Required action —
Line by line, reproduce exactly the beginning of the listing below, ending with the line that contains "let size = grid.size();" and adding nothing.

Exercise inputs —

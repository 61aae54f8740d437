//! Spatial storage: the cell grid and the light buffers

pub mod grid;
pub mod light_map;
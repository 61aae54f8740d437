use crate::domain::color::Color24;
use crate::domain::settings::SimSettings;
use crate::spatial::grid::CellGrid;
use crate::spatial::light_map::LightMap;

use super::perf_stats::PerfStats;
use super::substep::TickAccumulator;
use super::RenderBuffers;
use super::SimulationCore;

pub(super) fn create_simulation_core(width: u32, height: u32, settings: SimSettings) -> SimulationCore {
    let grid = CellGrid::new(width, height);
    let size = grid.size();
    log::info!("creating {}x{} simulation", width, height);

    SimulationCore {
        grid,
        light: LightMap::new(width, height),
        settings: settings.clamped(),
        accumulator: TickAccumulator::new(),
        frame: 0,

        render: RenderBuffers {
            albedo: vec![Color24::WHITE; size],
            albedo_rgba: vec![0u32; size],
            light_rgba: vec![0u32; size],
            lit_rgba: vec![0u32; size],
        },
        perf_enabled: false,
        perf_stats: PerfStats::default(),
    }
}
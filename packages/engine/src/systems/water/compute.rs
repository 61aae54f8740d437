//! Phase 1: per-row flow computation
//!
//! Each cell looks at the previous tick's neighbours in a fixed order
//! (bottom, top, left, right). Only AirOrWater cells pay for their outflow,
//! so Solid cells carrying liquid (sources) emit their full rate forever.

#[cfg(feature = "parallel")]
use rayon::prelude::*;

use super::WaterParams;
use crate::domain::cell::{Cell, CellFlow, FlowDelta};

/// Liquid still available to a cell while its four flows are evaluated
struct Budget {
    remaining: i32,
    drains: bool,
}

impl Budget {
    /// Charge `flow` to the cell. Returns true when it is left with less
    /// than `min_liquid` and must stop flowing this tick.
    #[inline]
    fn spend(&mut self, flow: i32, next: &mut Cell, min_liquid: i32) -> bool {
        if !self.drains {
            return false;
        }
        self.remaining -= flow;
        next.liquid = self.remaining as i16;
        self.remaining < min_liquid
    }
}

/// Flows out of the cell at `idx` = (x, y)
pub(super) fn cell_flow(
    cells: &[Cell],
    idx: usize,
    x: usize,
    y: usize,
    width: usize,
    height: usize,
    p: &WaterParams,
) -> CellFlow {
    let cell = *fast!(cells, [idx]);
    let mut out = CellFlow::unchanged(cell);
    if cell.liquid == 0 {
        return out;
    }
    let mut budget = Budget {
        remaining: cell.liquid as i32,
        drains: cell.is_air_or_water(),
    };

    // Down: dry space below takes everything at once
    if y > 0 {
        let below = *fast!(cells, [idx - width]);
        if !below.blocks_flow(p.holes_drain) {
            let below_liquid = below.liquid as i32;
            let mut flow = p.equalize(budget.remaining, below_liquid) - below_liquid;
            if flow > 0 {
                if below_liquid > 0 {
                    flow = p.damp(flow);
                }
                let flow = flow.min(budget.remaining);
                out.to_bottom = flow as i16;
                if budget.spend(flow, &mut out.next, p.min_liquid) {
                    return out;
                }
            }
        }
    }

    // Up: only under pressure, always damped
    if y + 1 < height {
        let above = *fast!(cells, [idx + width]);
        if !above.blocks_flow(p.holes_drain) {
            let flow = budget.remaining - p.equalize(budget.remaining, above.liquid as i32);
            if flow > 0 {
                let flow = p.damp(flow.min(budget.remaining));
                out.to_top = flow as i16;
                if budget.spend(flow, &mut out.next, p.min_liquid) {
                    return out;
                }
            }
        }
    }

    // Grid edges behave as walls
    let left = if x == 0 { Cell::solid() } else { *fast!(cells, [idx - 1]) };
    let right = if x + 1 == width { Cell::solid() } else { *fast!(cells, [idx + 1]) };
    let remaining_before_sideways = budget.remaining;

    if !left.blocks_flow(p.holes_drain) {
        let mut flow = (budget.remaining - left.liquid as i32) / 4;
        if flow > 0 {
            if right.blocks_flow(p.holes_drain) || budget.remaining < right.liquid as i32 {
                flow *= p.horizontal_flow_factor;
            }
            if flow >= p.min_liquid {
                flow = p.damp(flow);
            }
            let flow = flow.min(budget.remaining);
            out.to_left = flow as i16;
            if budget.spend(flow, &mut out.next, p.min_liquid) {
                return out;
            }
        }
    }

    if !right.blocks_flow(p.holes_drain) {
        let mut flow = budget.remaining - right.liquid as i32;
        if flow > 0 {
            // uneven denominators: with both sides open, leftward flow wins
            if left.blocks_flow(p.holes_drain) || remaining_before_sideways < left.liquid as i32 {
                flow = flow * p.horizontal_flow_factor / 4;
            } else {
                flow /= 3;
            }
            if flow >= p.min_liquid {
                flow = p.damp(flow);
            }
            let flow = flow.min(budget.remaining);
            out.to_right = flow as i16;
            budget.spend(flow, &mut out.next, p.min_liquid);
        }
    }

    out
}

/// Scan row `y` left to right, folding sideways flow into the neighbours.
///
/// Cell `x - 1` is only published once cell `x` is known, since the leftward
/// flow of `x` lands in it.
pub(super) fn compute_row(
    cells: &[Cell],
    row_out: &mut [FlowDelta],
    y: usize,
    width: usize,
    height: usize,
    p: &WaterParams,
) {
    let offset = y * width;
    let mut pending = cell_flow(cells, offset, 0, y, width, height, p);
    let mut inflow_from_left = 0i32;

    for x in 1..width {
        let current = cell_flow(cells, offset + x, x, y, width, height, p);
        fast!(row_out, [x - 1] = pending.publish(inflow_from_left + current.to_left as i32));
        inflow_from_left = pending.to_right as i32;
        pending = current;
    }
    fast!(row_out, [width - 1] = pending.publish(inflow_from_left));
}

/// Phase 1 over the whole grid. Reads `cells` only; writes one row of
/// `deltas` per task.
pub fn compute_flows(
    cells: &[Cell],
    deltas: &mut [FlowDelta],
    width: usize,
    height: usize,
    params: &WaterParams,
) {
    assert!(
        cells.len() == width * height && deltas.len() == cells.len(),
        "compute_flows: {} cells / {} deltas for a {}x{} grid",
        cells.len(),
        deltas.len(),
        width,
        height
    );

    #[cfg(feature = "parallel")]
    {
        deltas
            .par_chunks_mut(width)
            .enumerate()
            .for_each(|(y, row_out)| compute_row(cells, row_out, y, width, height, params));
    }

    #[cfg(not(feature = "parallel"))]
    {
        for (y, row_out) in deltas.chunks_mut(width).enumerate() {
            compute_row(cells, row_out, y, width, height, params);
        }
    }
}

#[cfg(test)]
mod tests {
    use super::*;
    use crate::domain::cell::SourceRate;

    #[test]
    fn dry_cell_is_skipped() {
        let cells = [Cell::water(0), Cell::water(0)];
        let f = cell_flow(&cells, 0, 0, 0, 2, 1, &WaterParams::default());
        assert_eq!(f, CellFlow::unchanged(Cell::water(0)));
    }

    #[test]
    fn left_wins_when_both_sides_open() {
        let p = WaterParams::default();
        let cells = [Cell::water(0), Cell::water(400), Cell::water(0)];
        let f = cell_flow(&cells, 1, 1, 0, 3, 1, &p);
        // left: 400 / 4 = 100, damped to 80
        assert_eq!(f.to_left, 80);
        // right: (320 - 0) / 3 = 106, damped to 84
        assert_eq!(f.to_right, 84);
        assert_eq!(f.next.liquid, 400 - 80 - 84);
    }

    #[test]
    fn source_emits_without_spending() {
        let p = WaterParams::default();
        let cells = [Cell::water(0), Cell::source(SourceRate(100)), Cell::water(0)];
        let f = cell_flow(&cells, 1, 1, 0, 3, 1, &p);
        assert_eq!(f.to_left, 20);
        assert_eq!(f.to_right, 26);
        assert_eq!(f.next, Cell::source(SourceRate(100)));
    }

    #[test]
    fn early_stop_skips_remaining_directions() {
        let p = WaterParams::default();
        // 2 wide, 2 tall: the top-left cell empties downward and never looks sideways
        let cells = [Cell::water(0), Cell::solid(), Cell::water(50), Cell::water(0)];
        let f = cell_flow(&cells, 2, 0, 1, 2, 2, &p);
        assert_eq!(f.to_bottom, 50);
        assert_eq!(f.to_right, 0);
        assert_eq!(f.next.liquid, 0);
    }

    #[test]
    fn row_fold_conserves_sideways_flow() {
        let p = WaterParams::default();
        let cells = [Cell::water(0), Cell::water(400), Cell::water(0)];
        let mut out = [FlowDelta::default(); 3];
        compute_row(&cells, &mut out, 0, 3, 1, &p);
        let liquids: Vec<i16> = out.iter().map(|d| d.next.liquid).collect();
        assert_eq!(liquids, vec![80, 236, 84]);
    }
}
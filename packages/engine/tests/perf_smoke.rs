use cellflow_engine::{Cell, Color24, SimulationCore};

#[test]
fn perf_smoke_step() {
    let mut sim = SimulationCore::new(128, 64);
    sim.enable_perf_metrics(true);
    for x in 0..128 {
        sim.set_solid(x, 0);
    }
    sim.paint_circle(64, 40, 12, Cell::water(512), Color24::BLACK);
    sim.set_source(10, 50, 256);
    sim.set_light_source(100, 60, Color24::WHITE);

    // 15 ticks owed, capped at 10
    sim.step(0.25);
    let stats = sim.get_perf_stats();
    assert!(stats.step_ms() >= 0.0);
    assert_eq!(stats.water_ticks(), 10);
    assert!(stats.wet_cells() > 0);
    assert!(sim.light().field().iter().any(|c| !c.is_zero()));
}
use timestrip::{
    AnyTime, Axis, AxisConfig, Bosparanian, CalendarKind, Coptic, DurationType, Gregorian,
    Numeric, Pharaonic, Side, StripKind, TimeDelta, TimeError, TimePeriod, TimeType, TimeValue,
    WeekStart,
};

#[test]
fn one_instant_in_every_date_calendar() {
    let t = Gregorian::parse_time("2013-07-07 08:00").unwrap();
    assert_eq!(t.stored(), (2_456_481, 28_800));
    assert_eq!(Coptic::format_time(t.to()), "1729-10-30 08:00:00");
    assert_eq!(Pharaonic::format_time(t.to()), "2760-04-30 08:00:00");
    assert_eq!(Bosparanian::format_time(t.to()), "1036-09-18 08:00:00");
    assert_eq!(t.to::<Bosparanian>().to::<Coptic>().to::<Gregorian>(), t);
}

#[test]
fn parse_errors_are_classified_in_order() {
    assert!(matches!(Gregorian::parse_time("yesterday"), Err(TimeError::Parse(_))));
    assert!(matches!(
        Gregorian::parse_time("2013-02-29"),
        Err(TimeError::ValueMismatch(_))
    ));
    assert_eq!(
        Gregorian::parse_time("10000-01-01"),
        Err(TimeError::OutOfRange(Side::Right))
    );
    assert!(matches!(
        Coptic::parse_time("1729-13-06"),
        Err(TimeError::ValueMismatch(_))
    ));
    assert!(Coptic::parse_time("1731-13-06").is_ok());
}

#[test]
fn bc_years_read_consistently() {
    let t = Gregorian::parse_time("0-06-15").unwrap();
    assert!(t.date().is_bc());
    assert_eq!(t.date().format_day_month_year(), "15 Jun 1 BC");
}

#[test]
fn zooming_out_changes_strips() {
    let start = Gregorian::parse_time("2013-07-01").unwrap();
    let config = AxisConfig::default();
    let mut kinds = Vec::new();
    for days in [1, 7, 30, 365, 3_650, 36_500, 365_000] {
        let period = TimePeriod::new(start, start + TimeDelta::from_days(days)).unwrap();
        let axis = Axis::new(period, 1_000.0, &config).unwrap();
        kinds.push(axis.minor_strip().kind().unwrap());
    }
    assert_eq!(
        kinds,
        [
            StripKind::Hour,
            StripKind::Weekday,
            StripKind::Day,
            StripKind::Month,
            StripKind::Year,
            StripKind::Decade,
            StripKind::Century,
        ]
    );
}

#[test]
fn week_strip_honours_week_start() {
    let start = Gregorian::parse_time("2013-07-03").unwrap();
    let period = TimePeriod::new(start, start + TimeDelta::from_days(60)).unwrap();
    let config = AxisConfig::default().with_week_start(WeekStart::Sunday);
    let axis = Axis::new(period, 900.0, &config).unwrap();
    let minor = axis.minor_ticks();
    assert_eq!(axis.minor_strip().kind(), Some(StripKind::Week));
    assert_eq!(minor[0].time, Gregorian::parse_time("2013-06-30").unwrap());
    assert!(minor.iter().all(|tick| tick.time.weekday() == 6));
}

#[test]
fn navigation_reports_the_side_it_leaves() {
    let start = Gregorian::parse_time("9980-01-01").unwrap();
    let period = TimePeriod::new(start, start + TimeDelta::from_days(365)).unwrap();
    let err = period.navigate(TimeDelta::from_days(10 * 365)).unwrap_err();
    assert_eq!(err.side(), Some(Side::Right));
}

#[test]
fn runtime_calendar_choice() {
    let kind: CalendarKind = "pharaonic".parse().unwrap();
    let t = kind.parse_time("2760-13-06").unwrap();
    assert!(t.is_special_day());
    let (day_count, seconds) = t.stored();
    let reloaded = AnyTime::from_stored(kind, day_count, seconds).unwrap();
    assert_eq!(reloaded, t);
    let greg: TimeValue<Gregorian> =
        TimeValue::<Pharaonic>::try_from(t).unwrap().to::<Gregorian>();
    assert_eq!(greg.to_string(), "2014-03-10 00:00:00");
    assert!(matches!(
        TimeValue::<Numeric>::try_from(t),
        Err(TimeError::TypeMismatch { .. })
    ));
}

#[test]
fn durations_read_naturally() {
    let a = Gregorian::parse_time("2012-07-07").unwrap();
    let b = Gregorian::parse_time("2013-07-08 01:01:40").unwrap();
    assert_eq!(
        Gregorian::format_delta(b - a, DurationType::ALL),
        "1 year 1 day 1 hour 1 minute 40 seconds"
    );
    assert_eq!((b - a).to_string(), "1 year 1 day 1 hour 1 minute 40 seconds");
    assert_eq!((a - b).to_string(), "-1 year 1 day 1 hour 1 minute 40 seconds");
}

#[test]
fn numeric_axis_end_to_end() {
    let period =
        TimePeriod::new(Numeric::parse_time("0").unwrap(), Numeric::parse_time("1000").unwrap())
            .unwrap();
    let axis = Axis::new(period, 500.0, &AxisConfig::default()).unwrap();
    let labels: Vec<_> = axis.major_ticks().into_iter().map(|t| t.label).collect();
    assert_eq!(labels, ["0", "1000"]);
    assert_eq!(axis.minor_ticks().len(), 11);
    assert!(matches!(period.zoom(1, 1_000), Err(TimeError::ValueMismatch(_))));
    assert_eq!(period.zoom(1, 200).unwrap().delta().units(), 5);
}
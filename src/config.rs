// SPDX-License-Identifier: AGPL-3.0-or-later
// Copyright (C) 2026 Vallés Puig, Ramon

//! Axis configuration.

#[cfg(feature = "serde")]
use serde::{Deserialize, Serialize};

/// Which weekday begins a week for the week strip.
#[derive(Debug, Clone, Copy, Default, PartialEq, Eq, Hash)]
#[cfg_attr(feature = "serde", derive(Serialize, Deserialize))]
#[cfg_attr(feature = "serde", serde(rename_all = "lowercase"))]
pub enum WeekStart {
    /// ISO 8601.
    #[default]
    Monday,
    Sunday,
}

impl WeekStart {
    /// Monday-aligned weekday index of the first day of a week.
    pub const fn first_weekday(self) -> u8 {
        match self {
            WeekStart::Monday => 0,
            WeekStart::Sunday => 6,
        }
    }
}

/// Options read by strip selection and labelling.
#[derive(Debug, Clone, Copy, Default, PartialEq, Eq)]
#[cfg_attr(feature = "serde", derive(Serialize, Deserialize))]
#[cfg_attr(feature = "serde", serde(default))]
pub struct AxisConfig {
    pub week_start: WeekStart,
}

impl AxisConfig {
    pub fn with_week_start(mut self, week_start: WeekStart) -> Self {
        self.week_start = week_start;
        self
    }
}

#[cfg(test)]
mod tests {
    use super::*;

    #[test]
    fn defaults_to_monday() {
        assert_eq!(AxisConfig::default().week_start, WeekStart::Monday);
        assert_eq!(WeekStart::Monday.first_weekday(), 0);
        assert_eq!(WeekStart::Sunday.first_weekday(), 6);
        assert_eq!(
            AxisConfig::default().with_week_start(WeekStart::Sunday).week_start,
            WeekStart::Sunday
        );
    }

    #[cfg(feature = "serde")]
    #[test]
    fn deserializes_lowercase_week_start() {
        let config: AxisConfig = serde_json::from_str(r#"{"week_start":"sunday"}"#).unwrap();
        assert_eq!(config.week_start, WeekStart::Sunday);
        let config: AxisConfig = serde_json::from_str("{}").unwrap();
        assert_eq!(config, AxisConfig::default());
    }
}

Task solution —
repository 61aae54f8740d437
//! Spatial storage: the cell grid and the light buffers

pub mod grid;
pub mod light_map;
repository 61aae54f8740d437
use crate::domain::color::Color24;
use crate::domain::settings::SimSettings;
use crate::spatial::grid::CellGrid;
use crate::spatial::light_map::LightMap;

use super::perf_stats::PerfStats;
use super::substep::TickAccumulator;
use super::RenderBuffers;
use super::SimulationCore;

pub(super) fn create_simulation_core(width: u32, height: u32, settings: SimSettings) -> SimulationCore {
    let grid = CellGrid::new(width, height);
    let size = grid.size();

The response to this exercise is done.